FIG. 2 shows the relationship between the engine speed N and the output pressure Pc of the pressure reducing valve 2. The engine speed N and the output pressure Pc change according to the characteristic L shown in FIG.

When the pressure reducing valve 2 is switched to the position 2c, the increase in the rotation speed N of the engine 3 is suppressed and the output pressure Pc is reduced. The input torque from the hydraulic pump 5 is balanced.

As described above, according to the embodiment, the hydraulic motor 7, the hydraulic pump 5, the engine 3
Can be controlled to be equal to or less than the design allowable rotational speed.

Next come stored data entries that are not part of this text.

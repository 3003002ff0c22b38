//! Shared primitives for the audit trail crates.

#![forbid(unsafe_code)]

/// Authentication primitives shared across services.
pub mod auth;

use std::fmt::{Display, Formatter};

use serde::{Deserialize, Serialize};
use thiserror::Error;
use uuid::Uuid;

pub use auth::UserIdentity;

/// Result type used across audit trail crates.
pub type AppResult<T> = Result<T, AppError>;

/// Tenant identifier partitioning every stored audit trail event.
#[derive(Debug, Clone, Copy, PartialEq, Eq, Hash, Serialize, Deserialize)]
pub struct TenantId(Uuid);

impl TenantId {
    /// Creates a random tenant identifier.
    #[must_use]
    pub fn new() -> Self {
        Self(Uuid::new_v4())
    }

    /// Creates a tenant identifier from an existing UUID value.
    #[must_use]
    pub fn from_uuid(value: Uuid) -> Self {
        Self(value)
    }

    /// Returns the underlying UUID value.
    #[must_use]
    pub fn as_uuid(&self) -> Uuid {
        self.0
    }
}

impl Default for TenantId {
    fn default() -> Self {
        Self::new()
    }
}

impl Display for TenantId {
    fn fmt(&self, formatter: &mut Formatter<'_>) -> std::fmt::Result {
        write!(formatter, "{}", self.0)
    }
}

/// Common application error categories.
#[derive(Debug, Error)]
pub enum AppError {
    /// Invalid input or violated invariant.
    #[error("validation error: {0}")]
    Validation(String),

    /// Requested resource does not exist.
    #[error("not found: {0}")]
    NotFound(String),

    /// Write operation conflicts with existing state.
    #[error("conflict: {0}")]
    Conflict(String),

    /// Caller is not authenticated.
    #[error("unauthorized: {0}")]
    Unauthorized(String),

    /// Caller is authenticated but lacks the required permission.
    #[error("forbidden: {0}")]
    Forbidden(String),

    /// Internal unexpected error, usually a failing collaborator.
    #[error("internal error: {0}")]
    Internal(String),
}
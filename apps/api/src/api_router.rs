use axum::Router;
use axum::http::header::CONTENT_TYPE;
use axum::http::{HeaderValue, Method};
use axum::middleware::from_fn;
use axum::routing::{get, post};
use audittrail_core::AppError;
use tower_http::cors::CorsLayer;
use tower_http::trace::TraceLayer;
use tower_sessions::SessionManagerLayer;
use tower_sessions_sqlx_store::PostgresStore;

use crate::state::AppState;
use crate::{auth, handlers, middleware};

pub fn build_router(
    app_state: AppState,
    frontend_url: &str,
    session_layer: SessionManagerLayer<PostgresStore>,
) -> Result<Router, AppError> {
    let protected_routes = Router::new()
        .route(
            "/api/admin/audit-trail",
            get(handlers::audit_trail::audit_trail_index_handler),
        )
        .route(
            "/api/admin/audit-trail/{audit_trail_event_id}",
            get(handlers::audit_trail::audit_trail_detail_handler),
        )
        .route("/api/me", get(auth::me_handler))
        .layer(from_fn(middleware::require_auth));

    let public_routes = Router::new()
        .route("/health", get(handlers::health::health_handler))
        .route("/auth/bootstrap", post(auth::bootstrap_handler))
        .route("/auth/logout", post(auth::logout_handler));

    Ok(Router::new()
        .merge(public_routes)
        .merge(protected_routes)
        .with_state(app_state)
        .layer(session_layer)
        .layer(build_cors_layer(frontend_url)?)
        .layer(TraceLayer::new_for_http()))
}

fn build_cors_layer(frontend_url: &str) -> Result<CorsLayer, AppError> {
    Ok(CorsLayer::new()
        .allow_origin(
            HeaderValue::from_str(frontend_url)
                .map_err(|error| AppError::Internal(format!("invalid FRONTEND_URL: {error}")))?,
        )
        .allow_credentials(true)
        .allow_methods([Method::GET, Method::POST, Method::OPTIONS])
        .allow_headers([CONTENT_TYPE]))
}
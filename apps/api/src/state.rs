use audittrail_application::{AuditTrailAdminService, AuditTrailManager};
use audittrail_core::TenantId;
use sqlx::PgPool;

/// Shared application state.
#[derive(Clone)]
pub struct AppState {
    pub audit_trail_admin_service: AuditTrailAdminService,
    pub audit_trail_manager: AuditTrailManager,
    pub postgres_pool: Option<PgPool>,
    pub bootstrap_token: String,
    pub bootstrap_tenant_id: TenantId,
}
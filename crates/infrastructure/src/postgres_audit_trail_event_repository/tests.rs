use audittrail_application::{AuditTrailEventQuery, AuditTrailEventRepository};
use audittrail_core::{AppError, TenantId};
use audittrail_domain::{AuditTrailEvent, AuditTrailFilterCriteria, AuditTrailOrderBy};
use chrono::{Duration, Utc};
use serde_json::json;
use sqlx::PgPool;
use sqlx::migrate::Migrator;
use sqlx::postgres::PgPoolOptions;

use super::PostgresAuditTrailEventRepository;

static MIGRATOR: Migrator = sqlx::migrate!("./migrations");

async fn test_pool() -> Option<PgPool> {
    let Ok(database_url) = std::env::var("DATABASE_URL") else {
        return None;
    };

    let pool = match PgPoolOptions::new()
        .max_connections(2)
        .connect(database_url.as_str())
        .await
    {
        Ok(pool) => pool,
        Err(error) => panic!("failed to connect to DATABASE_URL in test: {error}"),
    };

    if let Err(error) = MIGRATOR.run(&pool).await {
        panic!("failed to run migrations for audit trail event tests: {error}");
    }

    Some(pool)
}

fn event(event_id: &str, category: &str, name: &str, minutes_ago: i64) -> AuditTrailEvent {
    AuditTrailEvent {
        event_id: event_id.to_owned(),
        category: category.to_owned(),
        name: name.to_owned(),
        correlation_id: Some("item-1".to_owned()),
        user_id: Some("u-1".to_owned()),
        user_name: Some("alice".to_owned()),
        client_ip_address: Some("127.0.0.1".to_owned()),
        created_at: Utc::now() - Duration::minutes(minutes_ago),
        data: json!({ "minutes_ago": minutes_ago }),
    }
}

fn query(
    criteria: AuditTrailFilterCriteria,
    order_by: AuditTrailOrderBy,
) -> AuditTrailEventQuery {
    AuditTrailEventQuery {
        offset: 0,
        limit: 10,
        criteria,
        order_by,
    }
}

#[tokio::test]
async fn query_filters_orders_and_counts_within_tenant() {
    let Some(pool) = test_pool().await else {
        return;
    };

    let repository = PostgresAuditTrailEventRepository::new(pool);
    let tenant_id = TenantId::new();
    let other_tenant_id = TenantId::new();
    let suffix = tenant_id.to_string();

    for (tenant, stored) in [
        (tenant_id, event(&format!("a-{suffix}"), "content", "published", 30)),
        (tenant_id, event(&format!("b-{suffix}"), "user", "logged_in", 10)),
        (tenant_id, event(&format!("c-{suffix}"), "content", "created", 20)),
        (other_tenant_id, event(&format!("d-{suffix}"), "content", "published", 5)),
    ] {
        assert!(repository.append_event(tenant, stored).await.is_ok());
    }

    let newest_first = repository
        .query_events(
            tenant_id,
            query(AuditTrailFilterCriteria::default(), AuditTrailOrderBy::DateDescending),
        )
        .await;
    let Ok(newest_first) = newest_first else {
        panic!("query should succeed");
    };
    assert_eq!(newest_first.total_count, 3);
    assert_eq!(newest_first.events[0].name, "logged_in");
    assert_eq!(newest_first.events[2].name, "published");

    let content_only = repository
        .query_events(
            tenant_id,
            query(
                AuditTrailFilterCriteria {
                    category: Some("content".to_owned()),
                    ..AuditTrailFilterCriteria::default()
                },
                AuditTrailOrderBy::EventAscending,
            ),
        )
        .await;
    let Ok(content_only) = content_only else {
        panic!("filtered query should succeed");
    };
    assert_eq!(content_only.total_count, 2);
    assert_eq!(content_only.events[0].name, "created");
}

#[tokio::test]
async fn find_event_is_tenant_scoped_and_duplicates_conflict() {
    let Some(pool) = test_pool().await else {
        return;
    };

    let repository = PostgresAuditTrailEventRepository::new(pool);
    let tenant_id = TenantId::new();
    let stored = event(&format!("find-{tenant_id}"), "user", "created", 1);

    assert!(repository.append_event(tenant_id, stored.clone()).await.is_ok());
    let duplicate = repository.append_event(tenant_id, stored.clone()).await;
    assert!(matches!(duplicate, Err(AppError::Conflict(_))));

    let found = repository
        .find_event(tenant_id, stored.event_id.as_str())
        .await;
    assert!(matches!(found, Ok(Some(ref value)) if value.data == stored.data));

    let elsewhere = repository
        .find_event(TenantId::new(), stored.event_id.as_str())
        .await;
    assert!(matches!(elsewhere, Ok(None)));
}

On the other hand, when the pressure reducing valve 2 is located at the position 2c, the oil passage 15a on the input side of the pressure reducing valve 2 is shut off, so that the pressure oil discharged from the charge pump 1 is supplied to the oil passage 15a on the input side as in the prior art. Is not discharged to the tank 14 via the oil passage 21 on the output side of the pressure reducing valve 2.

Therefore, the charge flow rate of the charge pressure oil discharged from the charge pump 1 during the overrun of the vehicle does not decrease.

Therefore, a sufficient amount of pressure oil can be supplied from the charge pump 1 into the oil passages 6F and 6R of the HST circuit, and cavitation can be effectively prevented.

As described above, according to the present embodiment, even if the output pressure Pc of the pressure reducing valve 2 is reduced to reduce the capacity of the hydraulic pump 5 when the rotational speed N of the engine 3 exceeds a certain value, the charge pump Since the charge flow rate of the charge pressure oil discharged from the fuel pump 1 does not decrease, the function of preventing cavitation by the charge pump 1 can be maintained.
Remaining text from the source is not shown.